ACTIVITY
Check every line of the entries for "PathBuf", and copy the lines that hold it.

Records from a data source
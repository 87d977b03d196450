//! Config command handlers

use std::path::PathBuf;

use anyhow::{bail, Context, Result};

use catalog_core::Config;

use crate::output::{Output, OutputFormat};

/// Show current configuration
pub fn show(config_path: Option<&PathBuf>, output: &Output) -> Result<()> {
    let config =
        Config::load_with_cli_override(config_path).context("Failed to load configuration")?;

    match output.format {
        OutputFormat::Json => {
            println!(
                "{}",
                serde_json::json!({
                    "api_url": config.api_url,
                    "reconcile_updates": config.reconcile_updates,
                    "log_level": config.log_level
                })
            );
        }
        OutputFormat::Quiet => {
            println!("{}", config.api_url);
        }
        OutputFormat::Human => {
            let effective_path = config_path
                .cloned()
                .unwrap_or_else(Config::config_file_path);
            println!("Configuration:");
            println!("  api_url:           {}", config.api_url);
            println!("  reconcile_updates: {}", config.reconcile_updates);
            println!("  log_level:         {}", config.log_level);
            println!();
            println!("Config file: {}", effective_path.display());
        }
    }

    Ok(())
}

/// Set a configuration value
pub fn set(
    key: String,
    value: String,
    config_path: Option<&PathBuf>,
    output: &Output,
) -> Result<()> {
    // Edit the file as stored; CATALOG_* overrides must not be written back
    let save_path = config_path
        .cloned()
        .unwrap_or_else(Config::config_file_path);
    let mut config = Config::load_file(&save_path).context("Failed to load configuration")?;

    apply(&mut config, &key, &value)?;

    config
        .save_to_path(&save_path)
        .context("Failed to save configuration")?;

    output.success(&format!("Set {} = {}", key, value));

    Ok(())
}

/// Apply a single key/value to a configuration
fn apply(config: &mut Config, key: &str, value: &str) -> Result<()> {
    match key {
        "api_url" => {
            if value.is_empty() {
                bail!("api_url cannot be empty");
            }
            config.api_url = value.trim_end_matches('/').to_string();
        }
        "reconcile_updates" => {
            config.reconcile_updates = value
                .parse()
                .context("Invalid value for reconcile_updates. Use 'true' or 'false'.")?;
        }
        "log_level" => {
            config.log_level = value.to_string();
        }
        _ => {
            bail!(
                "Unknown configuration key: '{}'\n\
                 Valid keys: api_url, reconcile_updates, log_level",
                key
            );
        }
    }
    Ok(())
}

#[cfg(test)]
mod tests {
    use super::*;
    use std::env;
    use tempfile::TempDir;

    #[test]
    fn test_apply_known_keys() {
        let mut config = Config::default();

        apply(&mut config, "api_url", "http://localhost:3000/").unwrap();
        assert_eq!(config.api_url, "http://localhost:3000");

        apply(&mut config, "reconcile_updates", "false").unwrap();
        assert!(!config.reconcile_updates);

        apply(&mut config, "log_level", "debug").unwrap();
        assert_eq!(config.log_level, "debug");
    }

    #[test]
    fn test_set_keeps_env_out_of_file() {
        let temp_dir = TempDir::new().unwrap();
        let path = temp_dir.path().join("config.toml");
        std::fs::write(&path, "api_url = \"http://from-file\"\n").unwrap();

        let saved = env::var("CATALOG_API_URL").ok();
        env::set_var("CATALOG_API_URL", "http://from-env");
        let result = set(
            "log_level".to_string(),
            "debug".to_string(),
            Some(&path),
            &Output::new(OutputFormat::Quiet),
        );
        match saved {
            Some(v) => env::set_var("CATALOG_API_URL", v),
            None => env::remove_var("CATALOG_API_URL"),
        }
        result.unwrap();

        let stored = Config::load_file(&path).unwrap();
        assert_eq!(stored.api_url, "http://from-file");
        assert_eq!(stored.log_level, "debug");
    }

    #[test]
    fn test_apply_rejects_bad_input() {
        let mut config = Config::default();

        assert!(apply(&mut config, "nope", "x").is_err());
        assert!(apply(&mut config, "reconcile_updates", "maybe").is_err());
        assert!(apply(&mut config, "api_url", "").is_err());
    }
}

FINAL ANSWER
use std::path::PathBuf;
pub fn show(config_path: Option<&PathBuf>, output: &Output) -> Result<()> {
    config_path: Option<&PathBuf>,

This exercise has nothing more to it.